Locatio had survived, and was still whining from the Ellay receiving area. “Ecktor, we've still got those marcybs in the canyons.”
“Once you've got everything cleaned up and the survivors taken care of, go out and get them. That's what our job is.” I had less and less sympathy for whining.
“Not everyone is as strong as you are,” came a new voice over the hard netlink, one didn't recognize.
“Sorry, I don't—”
“You probably wouldn't. I'm Dynise, the temporary replacement for K'gaio. I hope it's temporary.”
“Temporary—probably for a decade.” I was sorry to hear about K'gaio. If anyone had been strong enough to survive, I would have thought it would have been her.
“Anyway,” I answered Locatio, “you're going to have to solve this one yourself. The crisis is over. Now all we have is the immediate cleanup, and after that you won't need a Coordinator.”
I broke the link. For a moment, I leaned back in the command seat and closed my eyes. Yslena: I hoped she was all right, but until the nets were rebuilt, there wasn't any real way to check, and I wasn't about to preempt the
emergency system for that—not when there was nothing I could do, one way or another.
The net buzzed.
“This is Ecktor.”
“Dynise.”
“Sorry. I didn't meant to cut you out. What can I do?”
“Actually, I was going to tell you that we've got two of the big shuttles bringing in a spare net repeater. We'll have to mount it in the open temporarily, but we'll leave the location to you.”
I knew where already. “There's a flat expanse about a quarter klick east of the buried Deseret antenna grid—the elevation there's about 3,100 meters. I can have a beacon there in a stan.”
“That will be fine. You won't get the repeater until tomorrow. Since we're sending shuttles for relocation, we can squeeze the equipment in with the food supplements for those we can't evacuate immediately.”
After Dynise broke off, I took a deep breath. We had more than enough concentrated supplies—even sophisticated medical supplies—for the receiving areas for weeks, but the sooner people picked up their lives, the better. Those who liked the Deseret area could filter back as they could—if they liked where we decided to relocate the locial center.
In the meantime, they needed to be integrated into functioning locials elsewhere. The magshuttles were efficient, but the largest ones only carried seventy-five passengers, and most were sized for fifty or less. With three-quarters of the center population of forty locials, that worked out to five hundred to eight hundred trips per locial. While there were forty-two locials whose centers were black glass, in two cases the tach-head blast force had also taken out the receiving center. We'd lost a handful of shuttles, but I was glad I'd had the majority evacuated. They were proving themselves most useful. The problem was going to
be pilot fatigue, since we'd lost a lot of pilots—more than half.

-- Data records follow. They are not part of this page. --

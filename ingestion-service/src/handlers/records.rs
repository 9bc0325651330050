//! Receivable endpoints. The same routes serve `/invoice` and `/creditnote`;
//! the nested router's state decides which table is touched.

use std::sync::Arc;

use axum::{
    extract::{Json, Path, State},
    routing::get,
    Router,
};
use service_core::error::AppError;
use validator::Validate;

use crate::models::ReceivableDto;
use crate::services::RecordService;

pub fn router(service: Arc<RecordService>) -> Router {
    Router::new()
        .route(
            "/",
            get(list_records).post(insert_records).put(update_record),
        )
        .route("/:reference", get(get_record).delete(delete_record))
        .with_state(service)
}

/// Blank references are rejected; anything else is looked up exactly as given.
fn require_reference(reference: &str) -> Result<&str, AppError> {
    if reference.trim().is_empty() {
        return Err(AppError::bad_request("Reference can not be null or empty!"));
    }
    Ok(reference)
}

/// GET /{kind}
async fn list_records(
    State(service): State<Arc<RecordService>>,
) -> Result<Json<Vec<ReceivableDto>>, AppError> {
    let records = service.get_all().await?.ok_or_else(|| {
        AppError::not_found(format!("No {} records found", service.kind().label()))
    })?;

    Ok(Json(records))
}

/// GET /{kind}/:reference
async fn get_record(
    State(service): State<Arc<RecordService>>,
    Path(reference): Path<String>,
) -> Result<Json<ReceivableDto>, AppError> {
    let reference = require_reference(&reference)?;

    let record = service.get_by_reference(reference).await?.ok_or_else(|| {
        AppError::not_found(format!("{} '{}' not found", service.kind().label(), reference))
    })?;

    Ok(Json(record))
}

/// POST /{kind}
///
/// Shape errors reject the whole request. Business-rule violations only drop
/// the offending records; the response lists what was stored.
async fn insert_records(
    State(service): State<Arc<RecordService>>,
    Json(payload): Json<Option<Vec<ReceivableDto>>>,
) -> Result<Json<Vec<ReceivableDto>>, AppError> {
    let label = service.kind().label();
    let dtos = payload
        .ok_or_else(|| AppError::bad_request(format!("{} payload cannot be null!", label)))?;

    for dto in &dtos {
        dto.validate()?;
    }

    let inserted = service.insert(dtos).await?.into_accepted_dtos();
    if inserted.is_empty() {
        return Err(AppError::bad_request(format!("{} payload is invalid!", label)));
    }

    Ok(Json(inserted))
}

/// PUT /{kind}
async fn update_record(
    State(service): State<Arc<RecordService>>,
    Json(dto): Json<ReceivableDto>,
) -> Result<Json<ReceivableDto>, AppError> {
    dto.validate()?;
    require_reference(&dto.reference)?;

    let reference = dto.reference.clone();
    let updated = service.update(dto).await?.ok_or_else(|| {
        AppError::not_found(format!("{} '{}' not found", service.kind().label(), reference))
    })?;

    Ok(Json(updated))
}

/// DELETE /{kind}/:reference
async fn delete_record(
    State(service): State<Arc<RecordService>>,
    Path(reference): Path<String>,
) -> Result<Json<bool>, AppError> {
    let reference = require_reference(&reference)?;

    if service.delete(reference).await? {
        Ok(Json(true))
    } else {
        Err(AppError::not_found(format!(
            "{} '{}' not found",
            service.kind().label(),
            reference
        )))
    }
}
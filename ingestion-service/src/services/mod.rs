//! Services module for ingestion-service.

pub mod database;
pub mod metrics;
pub mod record_service;
pub mod repository;

pub use database::Database;
pub use metrics::{get_metrics, init_metrics};
pub use record_service::{InsertOutcome, RecordService};
pub use repository::{InMemoryRepository, ReceivableRepository};
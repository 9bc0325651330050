//! Receivable documents (invoices and credit notes) in their storage form.

use chrono::NaiveDate;
use rust_decimal::Decimal;
use sqlx::FromRow;
use thiserror::Error;

/// Which receivable table a record belongs to.
#[derive(Debug, Clone, Copy, PartialEq, Eq, Hash, PartialOrd, Ord)]
pub enum RecordKind {
    Invoice,
    CreditNote,
}

impl RecordKind {
    pub fn table(&self) -> &'static str {
        match self {
            RecordKind::Invoice => "invoices",
            RecordKind::CreditNote => "credit_notes",
        }
    }

    /// Route prefix the kind is served under.
    pub fn path(&self) -> &'static str {
        match self {
            RecordKind::Invoice => "/invoice",
            RecordKind::CreditNote => "/creditnote",
        }
    }

    pub fn label(&self) -> &'static str {
        match self {
            RecordKind::Invoice => "Invoice",
            RecordKind::CreditNote => "CreditNote",
        }
    }

    pub fn as_str(&self) -> &'static str {
        match self {
            RecordKind::Invoice => "invoice",
            RecordKind::CreditNote => "credit_note",
        }
    }
}

/// Business-rule violations collected for one record.
#[derive(Debug, Clone, PartialEq, Eq, Error)]
#[error("{}", .messages.join(", "))]
pub struct RuleViolations {
    pub reference: String,
    pub messages: Vec<String>,
}

/// A receivable document as persisted. `reference` is the primary key and never changes.
#[derive(Debug, Clone, PartialEq, FromRow)]
pub struct Receivable {
    pub reference: String,
    pub currency_code: String,
    pub issue_date: NaiveDate,
    pub opening_value: Decimal,
    pub paid_value: Decimal,
    pub due_date: NaiveDate,
    pub closed_date: Option<NaiveDate>,
    pub cancelled: Option<bool>,
    pub debtor_name: String,
    pub debtor_reference: String,
    pub debtor_country_code: String,
    pub debtor_address1: Option<String>,
    pub debtor_address2: Option<String>,
    pub debtor_town: Option<String>,
    pub debtor_state: Option<String>,
    pub debtor_zip: Option<String>,
    pub debtor_registration_number: Option<String>,
}

impl Receivable {
    pub fn is_open(&self) -> bool {
        self.closed_date.is_none()
    }

    /// Check the date invariants. Every rule runs; all failures are reported.
    pub fn validate(&self, kind: RecordKind) -> Result<(), RuleViolations> {
        let messages: Vec<String> = [self.check_due_date(kind), self.check_closed_date(kind)]
            .into_iter()
            .flatten()
            .collect();

        if messages.is_empty() {
            Ok(())
        } else {
            Err(RuleViolations {
                reference: self.reference.clone(),
                messages,
            })
        }
    }

    fn check_due_date(&self, kind: RecordKind) -> Option<String> {
        (self.due_date < self.issue_date).then(|| {
            format!(
                "{}:{} - DueDate should not be lower than IssueDate",
                kind.label(),
                self.reference
            )
        })
    }

    fn check_closed_date(&self, kind: RecordKind) -> Option<String> {
        match self.closed_date {
            Some(closed) if closed < self.issue_date => Some(format!(
                "{}:{} - ClosedDate should not be lower than IssueDate",
                kind.label(),
                self.reference
            )),
            _ => None,
        }
    }
}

More opportunities for comptime. I offered a bitter smile to the screen that showed the blackened and steaming ruins of Parwon.
“You wanted to see him. There he is.” At the words, I turned in the swivel.
Kemra stood less than a meter away, flanked by a pale and still gaunt Lictaer. The demi restraint squad leader hadn't totally escaped the mindblazing backlash, and her eyes occasionally twitched. Lictaer would recover, as much as any of us would recover.
“Yes?”
“What are you going to do with me? Except have me trailed everywhere?” snapped Kemra. Her fingers strayed to the cryostasis flask and miniature powerpak at her hip. Because of her comments in the ruins, I'd approved that so that she could gather limited specimens of wildflowers outside beyond the exit tunnel. I'd hoped it would keep her out of trouble, but it looked as though I'd been wrong.
“Without a guard, I can't totally guarantee that some draff—or some demi not quite sane—won't try to take off your head. You are a cyb, and you're seen as the enemy—and quite a few people died.”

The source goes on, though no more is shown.